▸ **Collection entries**
BEGIN

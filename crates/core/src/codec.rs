//! Bit-exact serialization for the closed set of types the wire protocol carries.
//!
//! The format is intentionally not self-delimiting at the byte-stream level.
//! Callers know from context (a field's declared type) what to decode next.
//! Wire endianness is fixed little-endian, and decoding an unknown enum tag
//! is an error rather than a default value.

use crate::error::CodecError;
use bytes::{Buf, BufMut};
use std::collections::HashMap;
use std::hash::Hash;

/// Encodes a value into a caller-supplied, growable byte buffer.
pub trait Encode {
    fn encode(&self, buf: &mut dyn BufMut);

    /// Convenience: encode into a fresh `Vec<u8>`.
    fn encode_to_vec(&self) -> Vec<u8> {
        let mut buf = Vec::new();
        self.encode(&mut buf);
        buf
    }
}

/// Decodes a value from the front of a byte slice, returning the value and
/// whatever bytes remain unconsumed.
pub trait Decode: Sized {
    fn decode_unfinished(buf: &[u8]) -> Result<(Self, &[u8]), CodecError>;

    /// Decode a value that is expected to consume the entire slice.
    fn decode(buf: &[u8]) -> Result<Self, CodecError> {
        let (value, rest) = Self::decode_unfinished(buf)?;
        if !rest.is_empty() {
            return Err(CodecError::TrailingBytes);
        }
        Ok(value)
    }
}

fn require(buf: &[u8], needed: usize) -> Result<(), CodecError> {
    if buf.len() < needed {
        return Err(CodecError::UnexpectedEof {
            needed,
            available: buf.len(),
        });
    }
    Ok(())
}

macro_rules! impl_int_codec {
    ($t:ty, $read:ident, $put:ident) => {
        impl Encode for $t {
            fn encode(&self, buf: &mut dyn BufMut) {
                buf.$put(*self);
            }
        }

        impl Decode for $t {
            fn decode_unfinished(buf: &[u8]) -> Result<(Self, &[u8]), CodecError> {
                const SIZE: usize = std::mem::size_of::<$t>();
                require(buf, SIZE)?;
                let mut reader = &buf[..SIZE];
                let value = reader.$read();
                Ok((value, &buf[SIZE..]))
            }
        }
    };
}

impl_int_codec!(i32, get_i32_le, put_i32_le);
impl_int_codec!(i64, get_i64_le, put_i64_le);
impl_int_codec!(u64, get_u64_le, put_u64_le);
impl_int_codec!(u8, get_u8, put_u8);
impl_int_codec!(f64, get_f64_le, put_f64_le);

impl Encode for String {
    fn encode(&self, buf: &mut dyn BufMut) {
        (self.len() as u64).encode(buf);
        buf.put_slice(self.as_bytes());
    }
}

impl Decode for String {
    fn decode_unfinished(buf: &[u8]) -> Result<(Self, &[u8]), CodecError> {
        let (len, rest) = u64::decode_unfinished(buf)?;
        let len = len as usize;
        require(rest, len)?;
        let text =
            std::str::from_utf8(&rest[..len]).map_err(|_| CodecError::InvalidUtf8)?;
        Ok((text.to_owned(), &rest[len..]))
    }
}

impl<T: Encode> Encode for Vec<T> {
    fn encode(&self, buf: &mut dyn BufMut) {
        (self.len() as u64).encode(buf);
        for item in self {
            item.encode(buf);
        }
    }
}

impl<T: Decode> Decode for Vec<T> {
    fn decode_unfinished(buf: &[u8]) -> Result<(Self, &[u8]), CodecError> {
        let (len, mut rest) = u64::decode_unfinished(buf)?;
        let mut items = Vec::with_capacity(len as usize);
        for _ in 0..len {
            let (item, next) = T::decode_unfinished(rest)?;
            items.push(item);
            rest = next;
        }
        Ok((items, rest))
    }
}

impl<K: Encode, V: Encode> Encode for HashMap<K, V> {
    fn encode(&self, buf: &mut dyn BufMut) {
        (self.len() as u64).encode(buf);
        for (key, value) in self {
            key.encode(buf);
            value.encode(buf);
        }
    }
}

impl<K: Decode + Eq + Hash, V: Decode> Decode for HashMap<K, V> {
    fn decode_unfinished(buf: &[u8]) -> Result<(Self, &[u8]), CodecError> {
        let (len, mut rest) = u64::decode_unfinished(buf)?;
        let mut map = HashMap::with_capacity(len as usize);
        for _ in 0..len {
            let (key, next) = K::decode_unfinished(rest)?;
            let (value, next) = V::decode_unfinished(next)?;
            map.insert(key, value);
            rest = next;
        }
        Ok((map, rest))
    }
}

/// A fixed-size, non-length-prefixed byte region (the 1200-byte request/response
/// payload tail). Encoding writes exactly `N` raw bytes; decoding consumes
/// exactly `N` bytes with no framing of its own.
#[derive(Clone)]
pub struct FixedBytes<const N: usize>(pub [u8; N]);

impl<const N: usize> FixedBytes<N> {
    pub fn zeroed() -> Self {
        FixedBytes([0u8; N])
    }

    pub fn as_slice(&self) -> &[u8] {
        &self.0
    }

    pub fn as_mut_slice(&mut self) -> &mut [u8] {
        &mut self.0
    }
}

impl<const N: usize> Encode for FixedBytes<N> {
    fn encode(&self, buf: &mut dyn BufMut) {
        buf.put_slice(&self.0);
    }
}

impl<const N: usize> Decode for FixedBytes<N> {
    fn decode_unfinished(buf: &[u8]) -> Result<(Self, &[u8]), CodecError> {
        require(buf, N)?;
        let mut out = [0u8; N];
        out.copy_from_slice(&buf[..N]);
        Ok((FixedBytes(out), &buf[N..]))
    }
}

END

▸ **Problem requirements**
Return each line of the data exactly as written above.

▸ **Answer box**
filename crates/core/src/codec.rs
//! Bit-exact serialization for the closed set of types the wire protocol carries.
//!
//! The format is intentionally not self-delimiting at the byte-stream level.
//! Callers know from context (a field's declared type) what to decode next.
//! Wire endianness is fixed little-endian, and decoding an unknown enum tag
//! is an error rather than a default value.

use crate::error::CodecError;
use bytes::{Buf, BufMut};
use std::collections::HashMap;
use std::hash::Hash;

/// Encodes a value into a caller-supplied, growable byte buffer.
pub trait Encode {
    fn encode(&self, buf: &mut dyn BufMut);

    /// Convenience: encode into a fresh `Vec<u8>`.
    fn encode_to_vec(&self) -> Vec<u8> {
        let mut buf = Vec::new();
        self.encode(&mut buf);
        buf
    }
}

/// Decodes a value from the front of a byte slice, returning the value and
/// whatever bytes remain unconsumed.
pub trait Decode: Sized {
    fn decode_unfinished(buf: &[u8]) -> Result<(Self, &[u8]), CodecError>;

    /// Decode a value that is expected to consume the entire slice.
    fn decode(buf: &[u8]) -> Result<Self, CodecError> {
        let (value, rest) = Self::decode_unfinished(buf)?;
        if !rest.is_empty() {
            return Err(CodecError::TrailingBytes);
        }
        Ok(value)
    }
}

fn require(buf: &[u8], needed: usize) -> Result<(), CodecError> {
    if buf.len() < needed {
        return Err(CodecError::UnexpectedEof {
            needed,
            available: buf.len(),
        });
    }
    Ok(())
}

macro_rules! impl_int_codec {
    ($t:ty, $read:ident, $put:ident) => {
        impl Encode for $t {
            fn encode(&self, buf: &mut dyn BufMut) {
                buf.$put(*self);
            }
        }

        impl Decode for $t {
            fn decode_unfinished(buf: &[u8]) -> Result<(Self, &[u8]), CodecError> {
                const SIZE: usize = std::mem::size_of::<$t>();
                require(buf, SIZE)?;
                let mut reader = &buf[..SIZE];
                let value = reader.$read();
                Ok((value, &buf[SIZE..]))
            }
        }
    };
}

impl_int_codec!(i32, get_i32_le, put_i32_le);
impl_int_codec!(i64, get_i64_le, put_i64_le);
impl_int_codec!(u64, get_u64_le, put_u64_le);
impl_int_codec!(u8, get_u8, put_u8);
impl_int_codec!(f64, get_f64_le, put_f64_le);

impl Encode for String {
    fn encode(&self, buf: &mut dyn BufMut) {
        (self.len() as u64).encode(buf);
        buf.put_slice(self.as_bytes());
    }
}

impl Decode for String {
    fn decode_unfinished(buf: &[u8]) -> Result<(Self, &[u8]), CodecError> {
        let (len, rest) = u64::decode_unfinished(buf)?;
        let len = len as usize;
        require(rest, len)?;
        let text =
            std::str::from_utf8(&rest[..len]).map_err(|_| CodecError::InvalidUtf8)?;
        Ok((text.to_owned(), &rest[len..]))
    }
}

impl<T: Encode> Encode for Vec<T> {
    fn encode(&self, buf: &mut dyn BufMut) {
        (self.len() as u64).encode(buf);
        for item in self {
            item.encode(buf);
        }
    }
}

impl<T: Decode> Decode for Vec<T> {
    fn decode_unfinished(buf: &[u8]) -> Result<(Self, &[u8]), CodecError> {
        let (len, mut rest) = u64::decode_unfinished(buf)?;
        let mut items = Vec::with_capacity(len as usize);
        for _ in 0..len {
            let (item, next) = T::decode_unfinished(rest)?;
            items.push(item);
            rest = next;
        }
        Ok((items, rest))
    }
}

impl<K: Encode, V: Encode> Encode for HashMap<K, V> {
    fn encode(&self, buf: &mut dyn BufMut) {
        (self.len() as u64).encode(buf);
        for (key, value) in self {
            key.encode(buf);
            value.encode(buf);
        }
    }
}

impl<K: Decode + Eq + Hash, V: Decode> Decode for HashMap<K, V> {
    fn decode_unfinished(buf: &[u8]) -> Result<(Self, &[u8]), CodecError> {
        let (len, mut rest) = u64::decode_unfinished(buf)?;
        let mut map = HashMap::with_capacity(len as usize);
        for _ in 0..len {
            let (key, next) = K::decode_unfinished(rest)?;
            let (value, next) = V::decode_unfinished(next)?;
            map.insert(key, value);
            rest = next;
        }
        Ok((map, rest))
    }
}

/// A fixed-size, non-length-prefixed byte region (the 1200-byte request/response
/// payload tail). Encoding writes exactly `N` raw bytes; decoding consumes
/// exactly `N` bytes with no framing of its own.
#[derive(Clone)]
pub struct FixedBytes<const N: usize>(pub [u8; N]);

impl<const N: usize> FixedBytes<N> {
    pub fn zeroed() -> Self {
        FixedBytes([0u8; N])
    }

    pub fn as_slice(&self) -> &[u8] {
        &self.0
    }

    pub fn as_mut_slice(&mut self) -> &mut [u8] {
        &mut self.0
    }
}

impl<const N: usize> Encode for FixedBytes<N> {
    fn encode(&self, buf: &mut dyn BufMut) {
        buf.put_slice(&self.0);
    }
}

impl<const N: usize> Decode for FixedBytes<N> {
    fn decode_unfinished(buf: &[u8]) -> Result<(Self, &[u8]), CodecError> {
        require(buf, N)?;
        let mut out = [0u8; N];
        out.copy_from_slice(&buf[..N]);
        Ok((FixedBytes(out), &buf[N..]))
    }
}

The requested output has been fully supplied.